= Rural municipality (Canada) =

Administrative division in Canada

A rural municipality, often abbreviated RM, is a type of municipal status in the Canadian provinces of Manitoba, Saskatchewan, and Prince Edward Island. In other provinces, such as Alberta and Nova Scotia, the term refers to municipal districts that are not explicitly urban, rather than being a distinct type of municipality.

== History ==
Unlike Eastern Canada or the United States, the Prairies have never had counties.
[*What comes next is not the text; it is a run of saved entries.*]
//! Sorted store: data file + sparse index, published as one directory.

use crate::consts::{StoreFileKind, DATA_FILE, ENTRY_OVERHEAD, HDR_SIZE, INDEX_FILE, MAGIC_STORE, VERSION};
use crate::errors::{Result, WarcMapError};
use crate::manifest::StoreManifest;
use crate::utils::{crc32_pair, fsync_dir, le_u32_at, le_u64_at, read_chunk, read_u64, write_chunk, write_u16, write_u32, write_u64};
use crate::warc::WarcRecord;
use memmap2::Mmap;
use std::cmp::Ordering;
use std::fs::{self, File};
use std::io::{BufWriter, Cursor, Seek, SeekFrom, Write};
use std::path::{Path, PathBuf};
use tempfile::TempDir;
use tracing::info;

#[derive(Debug, Clone, Copy)]
pub struct StoreOptions {
    pub index_interval: u32,
}

impl Default for StoreOptions {
    fn default() -> Self {
        Self { index_interval: crate::consts::DEFAULT_INDEX_INTERVAL }
    }
}

// magic | version u16 | kind u16 | count u64 | interval u32 | reserved u32, all LE
fn write_header<W: Write>(w: &mut W, kind: StoreFileKind, count: u64, interval: u32) -> std::io::Result<()> {
    w.write_all(MAGIC_STORE)?;
    write_u16(w, VERSION)?;
    write_u16(w, kind as u16)?;
    write_u64(w, count)?;
    write_u32(w, interval)?;
    write_u32(w, 0)
}

fn parse_header(buf: &[u8], want: StoreFileKind) -> Result<(u64, u32)> {
    if buf.len() < HDR_SIZE || &buf[0..4] != MAGIC_STORE {
        return Err(WarcMapError::BadHeader);
    }
    let ver = u16::from_le_bytes([buf[4], buf[5]]);
    let kind = StoreFileKind::from_u16(u16::from_le_bytes([buf[6], buf[7]]));
    if ver != VERSION || kind != Some(want) {
        return Err(WarcMapError::BadHeader);
    }
    let count = le_u64_at(buf, 8).ok_or(WarcMapError::BadHeader)?;
    let interval = le_u32_at(buf, 16).ok_or(WarcMapError::BadHeader)?;
    Ok((count, interval))
}

/// Writer: ascending keys only; publishes the directory atomically.
pub struct StoreWriter {
    path_final: PathBuf,
    data: BufWriter<File>,
    index: BufWriter<File>,
    // dropped after the files so an abandoned build is removed whole
    tmp: TempDir,
    interval: u32,
    count: u64,
    index_count: u64,
    offset: u64,
    last_key: Option<String>,
}

impl StoreWriter {
    /// New store at `path` (not published until `finalize`). Fails if
    /// `path` exists.
    pub fn create(path: impl AsRef<Path>, opts: StoreOptions) -> Result<Self> {
        let path_final = path.as_ref().to_path_buf();
        if opts.index_interval == 0 {
            return Err(WarcMapError::Argument("index interval must be at least 1".into()));
        }
        if path_final.exists() {
            return Err(WarcMapError::OutputExists(path_final));
        }
        let dir = match path_final.parent() {
            Some(p) if !p.as_os_str().is_empty() => p.to_path_buf(),
            _ => PathBuf::from("."),
        };
        fs::create_dir_all(&dir)?;
        let tmp = tempfile::Builder::new().prefix(".warcmap_store_").tempdir_in(&dir)?;

        let mut data = BufWriter::new(File::create(tmp.path().join(DATA_FILE))?);
        data.write_all(&[0u8; HDR_SIZE])?; // header written in finalize
        let mut index = BufWriter::new(File::create(tmp.path().join(INDEX_FILE))?);
        index.write_all(&[0u8; HDR_SIZE])?;

        Ok(Self {
            path_final,
            tmp,
            data,
            index,
            interval: opts.index_interval,
            count: 0,
            index_count: 0,
            offset: HDR_SIZE as u64,
            last_key: None,
        })
    }

    pub fn len(&self) -> u64 { self.count }
    pub fn is_empty(&self) -> bool { self.count == 0 }

    /// Appends one entry; keys must be strictly ascending.
    pub fn append(&mut self, key: &str, value: &[u8]) -> Result<()> {
        if let Some(prev) = &self.last_key {
            match prev.as_bytes().cmp(key.as_bytes()) {
                Ordering::Less => {}
                Ordering::Equal => return Err(WarcMapError::DuplicateKey(key.to_string())),
                Ordering::Greater => {
                    return Err(WarcMapError::KeyOrder { prev: prev.clone(), next: key.to_string() })
                }
            }
        }
        if self.count % u64::from(self.interval) == 0 {
            write_chunk(&mut self.index, key.as_bytes())?;
            write_u64(&mut self.index, self.offset)?;
            self.index_count += 1;
        }
        write_chunk(&mut self.data, key.as_bytes())?;
        write_chunk(&mut self.data, value)?;
        write_u32(&mut self.data, crc32_pair(key.as_bytes(), value))?;

        self.offset += (ENTRY_OVERHEAD + key.len() + value.len()) as u64;
        self.count += 1;
        match &mut self.last_key {
            Some(k) => {
                k.clear();
                k.push_str(key);
            }
            None => self.last_key = Some(key.to_string()),
        }
        Ok(())
    }

    /// Writes headers and the manifest, syncs, then renames the directory
    /// onto the output path.
    pub fn finalize(self, mut manifest: StoreManifest) -> Result<PathBuf> {
        let Self { path_final, tmp, data, index, interval, count, index_count, .. } = self;

        for (w, kind, n) in [
            (data, StoreFileKind::Data, count),
            (index, StoreFileKind::Index, index_count),
        ] {
            let mut f = w.into_inner().map_err(|e| e.into_error())?;
            f.seek(SeekFrom::Start(0))?;
            write_header(&mut f, kind, n, interval)?;
            f.sync_all()?;
        }

        manifest.store_version = VERSION;
        manifest.entries = count;
        manifest.index_interval = interval;
        manifest.index_entries = index_count;
        manifest.save_atomic(tmp.path())?;

        if path_final.exists() {
            return Err(WarcMapError::OutputExists(path_final));
        }
        fs::rename(tmp.path(), &path_final)?;
        let _ = fsync_dir(&path_final);
        info!(path = %path_final.display(), entries = count, index_entries = index_count, "published sorted store");
        Ok(path_final)
    }
}

/// Result of [`SortedStore::verify`].
#[derive(Debug, Clone, Default, PartialEq, Eq)]
pub struct VerifyReport {
    pub entries: u64,
    pub bad_crc: u64,
    pub out_of_order: u64,
    pub bad_index: u64,
    /// Framing broke before the header's entry count was reached.
    pub truncated: bool,
}

impl VerifyReport {
    pub fn is_ok(&self) -> bool {
        self.bad_crc == 0 && self.out_of_order == 0 && self.bad_index == 0 && !self.truncated
    }
}

struct Frame<'a> {
    key: &'a [u8],
    value: &'a [u8],
    crc: u32,
    next: usize,
}

/// Read side of a published store.
pub struct SortedStore {
    dir: PathBuf,
    _f: File,
    mmap: Mmap,
    count: u64,
    interval: u32,
    index: Vec<(String, u64)>,
    manifest: StoreManifest,
}

impl SortedStore {
    pub fn open(dir: impl AsRef<Path>) -> Result<Self> {
        let dir = dir.as_ref().to_path_buf();
        let f = File::open(dir.join(DATA_FILE))?;
        let mmap = unsafe { Mmap::map(&f)? };
        let (count, interval) = parse_header(&mmap, StoreFileKind::Data)?;
        if interval == 0 {
            return Err(WarcMapError::BadHeader);
        }

        let raw = fs::read(dir.join(INDEX_FILE))?;
        let (index_count, index_interval) = parse_header(&raw, StoreFileKind::Index)?;
        if index_interval != interval {
            return Err(WarcMapError::BadHeader);
        }
        let mut cur = Cursor::new(&raw[HDR_SIZE..]);
        // smallest index entry: empty key plus offset
        let fit = (raw.len() - HDR_SIZE) / 12;
        let mut index = Vec::with_capacity((index_count as usize).min(fit));
        for _ in 0..index_count {
            let at = HDR_SIZE as u64 + cur.position();
            let key = read_chunk(&mut cur)?.ok_or(WarcMapError::Corrupt(at))?;
            let key = String::from_utf8(key).map_err(|_| WarcMapError::Corrupt(at))?;
            let off = read_u64(&mut cur)?;
            index.push((key, off));
        }

        let manifest = StoreManifest::load(&dir)?;
        Ok(Self { dir, _f: f, mmap, count, interval, index, manifest })
    }

    pub fn path(&self) -> &Path { &self.dir }
    pub fn len(&self) -> u64 { self.count }
    pub fn is_empty(&self) -> bool { self.count == 0 }
    pub fn index_len(&self) -> usize { self.index.len() }
    pub fn index_interval(&self) -> u32 { self.interval }
    pub fn manifest(&self) -> &StoreManifest { &self.manifest }

    /// Sampled (key, data offset) pairs.
    pub fn index_entries(&self) -> &[(String, u64)] { &self.index }

    fn frame_at(&self, pos: usize) -> Option<Frame<'_>> {
        let klen = le_u32_at(&self.mmap, pos)? as usize;
        let kstart = pos + 4;
        let key = self.mmap.get(kstart..kstart.checked_add(klen)?)?;
        let vpos = kstart + klen;
        let vlen = le_u32_at(&self.mmap, vpos)? as usize;
        let vstart = vpos + 4;
        let value = self.mmap.get(vstart..vstart.checked_add(vlen)?)?;
        let cpos = vstart + vlen;
        let crc = le_u32_at(&self.mmap, cpos)?;
        Some(Frame { key, value, crc, next: cpos + 4 })
    }

    fn entry_at(&self, pos: usize) -> Result<(&str, &[u8], usize)> {
        let fr = self.frame_at(pos).ok_or(WarcMapError::Corrupt(pos as u64))?;
        if crc32_pair(fr.key, fr.value) != fr.crc {
            return Err(WarcMapError::Corrupt(pos as u64));
        }
        let key = std::str::from_utf8(fr.key).map_err(|_| WarcMapError::Corrupt(pos as u64))?;
        Ok((key, fr.value, fr.next))
    }

    /// Value stored under `key`.
    pub fn get(&self, key: &str) -> Result<Option<&[u8]>> {
        let i = self.index.partition_point(|(k, _)| k.as_bytes() <= key.as_bytes());
        if i == 0 {
            return Ok(None);
        }
        let mut pos = self.index[i - 1].1 as usize;
        let stop = self.index.get(i).map(|(_, o)| *o as usize).unwrap_or(self.mmap.len());
        while pos < stop {
            let (k, v, next) = self.entry_at(pos)?;
            match k.as_bytes().cmp(key.as_bytes()) {
                Ordering::Equal => return Ok(Some(v)),
                Ordering::Greater => return Ok(None),
                Ordering::Less => pos = next,
            }
        }
        Ok(None)
    }

    pub fn get_record(&self, key: &str) -> Result<Option<WarcRecord>> {
        self.get(key)?.map(WarcRecord::from_canonical_bytes).transpose()
    }

    /// All entries in key order.
    pub fn iter(&self) -> StoreIter<'_> {
        StoreIter { store: self, pos: HDR_SIZE, remaining: self.count }
    }

    /// Checks CRCs, key order and that each index entry points at its key.
    pub fn verify(&self) -> VerifyReport {
        let mut rep = VerifyReport::default();
        let mut pos = HDR_SIZE;
        let mut prev: Option<&[u8]> = None;
        while rep.entries < self.count {
            let Some(fr) = self.frame_at(pos) else {
                rep.truncated = true;
                break;
            };
            if crc32_pair(fr.key, fr.value) != fr.crc {
                rep.bad_crc += 1;
            }
            if let Some(p) = prev {
                if p >= fr.key {
                    rep.out_of_order += 1;
                }
            }
            prev = Some(fr.key);
            rep.entries += 1;
            pos = fr.next;
        }
        for (key, off) in &self.index {
            match self.frame_at(*off as usize) {
                Some(fr) if fr.key == key.as_bytes() => {}
                _ => rep.bad_index += 1,
            }
        }
        rep
    }
}

pub struct StoreIter<'a> {
    store: &'a SortedStore,
    pos: usize,
    remaining: u64,
}

impl<'a> Iterator for StoreIter<'a> {
    type Item = Result<(&'a str, &'a [u8])>;

    fn next(&mut self) -> Option<Self::Item> {
        if self.remaining == 0 {
            return None;
        }
        match self.store.entry_at(self.pos) {
            Ok((k, v, next)) => {
                self.pos = next;
                self.remaining -= 1;
                Some(Ok((k, v)))
            }
            Err(e) => {
                self.remaining = 0;
                Some(Err(e))
            }
        }
    }
}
The Municipal Ordinance of 1883 was enacted by the then North-West Territories to incorporate and empower municipalities in areas of four or more townships, establishing the offices of Treasurer, Assessor, Collector, and Auditor; departments for roads, animal control, and police; and a judiciary depending on the size of the municipality. The Ordinance also established the category of "statute labour", wherein each male inhabitant of working age in a municipality was liable for at least one day of labour for property up to and including $300, and an additional day for each $300 value increment; these days could be paid off either by performing labour on the days or paying $2 per day. The Government continued this with the Statute Labour Ordinance (1897), which established sets of statute labour and fire (SLF) districts or statute labour districts in areas not under any municipality. Prairie fires in the 19th century were devastating affairs; fire districts were precursors to local improvement districts (LIDs).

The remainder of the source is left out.